▶ [Description of the task]:
Repeat the data exactly, with every line included.

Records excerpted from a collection
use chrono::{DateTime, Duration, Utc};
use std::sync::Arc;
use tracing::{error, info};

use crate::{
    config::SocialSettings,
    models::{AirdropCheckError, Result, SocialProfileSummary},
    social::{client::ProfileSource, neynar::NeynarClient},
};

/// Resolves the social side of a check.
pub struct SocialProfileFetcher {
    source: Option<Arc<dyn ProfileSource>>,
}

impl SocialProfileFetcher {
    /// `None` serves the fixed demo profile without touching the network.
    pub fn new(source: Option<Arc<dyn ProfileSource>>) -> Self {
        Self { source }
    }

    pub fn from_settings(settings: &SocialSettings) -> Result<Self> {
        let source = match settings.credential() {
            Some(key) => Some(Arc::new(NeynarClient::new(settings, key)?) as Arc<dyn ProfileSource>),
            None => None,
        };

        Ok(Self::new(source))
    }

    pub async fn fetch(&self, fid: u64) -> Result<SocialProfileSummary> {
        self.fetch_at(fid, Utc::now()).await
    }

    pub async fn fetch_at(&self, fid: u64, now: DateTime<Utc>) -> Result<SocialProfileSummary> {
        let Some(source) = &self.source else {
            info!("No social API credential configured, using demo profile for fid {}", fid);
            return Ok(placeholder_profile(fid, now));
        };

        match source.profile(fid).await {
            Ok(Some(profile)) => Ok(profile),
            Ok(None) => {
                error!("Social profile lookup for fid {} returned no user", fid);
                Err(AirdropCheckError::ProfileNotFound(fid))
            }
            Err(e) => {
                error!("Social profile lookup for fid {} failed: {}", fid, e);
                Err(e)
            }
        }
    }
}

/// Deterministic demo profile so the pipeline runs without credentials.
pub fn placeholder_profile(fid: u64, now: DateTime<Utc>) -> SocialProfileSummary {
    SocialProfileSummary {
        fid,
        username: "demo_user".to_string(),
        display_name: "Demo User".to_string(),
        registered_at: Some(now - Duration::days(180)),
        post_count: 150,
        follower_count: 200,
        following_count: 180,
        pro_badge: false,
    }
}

▶ [Answer box]:
use chrono::{DateTime, Duration, Utc};
use std::sync::Arc;
use tracing::{error, info};

use crate::{
    config::SocialSettings,
    models::{AirdropCheckError, Result, SocialProfileSummary},
    social::{client::ProfileSource, neynar::NeynarClient},
};

/// Resolves the social side of a check.
pub struct SocialProfileFetcher {
    source: Option<Arc<dyn ProfileSource>>,
}

impl SocialProfileFetcher {
    /// `None` serves the fixed demo profile without touching the network.
    pub fn new(source: Option<Arc<dyn ProfileSource>>) -> Self {
        Self { source }
    }

    pub fn from_settings(settings: &SocialSettings) -> Result<Self> {
        let source = match settings.credential() {
            Some(key) => Some(Arc::new(NeynarClient::new(settings, key)?) as Arc<dyn ProfileSource>),
            None => None,
        };

        Ok(Self::new(source))
    }

    pub async fn fetch(&self, fid: u64) -> Result<SocialProfileSummary> {
        self.fetch_at(fid, Utc::now()).await
    }

    pub async fn fetch_at(&self, fid: u64, now: DateTime<Utc>) -> Result<SocialProfileSummary> {
        let Some(source) = &self.source else {
            info!("No social API credential configured, using demo profile for fid {}", fid);
            return Ok(placeholder_profile(fid, now));
        };

        match source.profile(fid).await {
            Ok(Some(profile)) => Ok(profile),
            Ok(None) => {
                error!("Social profile lookup for fid {} returned no user", fid);
                Err(AirdropCheckError::ProfileNotFound(fid))
            }
            Err(e) => {
                error!("Social profile lookup for fid {} failed: {}", fid, e);
                Err(e)
            }
        }
    }
}

/// Deterministic demo profile so the pipeline runs without credentials.
pub fn placeholder_profile(fid: u64, now: DateTime<Utc>) -> SocialProfileSummary {
    SocialProfileSummary {
        fid,
        username: "demo_user".to_string(),
        display_name: "Demo User".to_string(),
        registered_at: Some(now - Duration::days(180)),
        post_count: 150,
        follower_count: 200,
        following_count: 180,
        pro_badge: false,
    }
}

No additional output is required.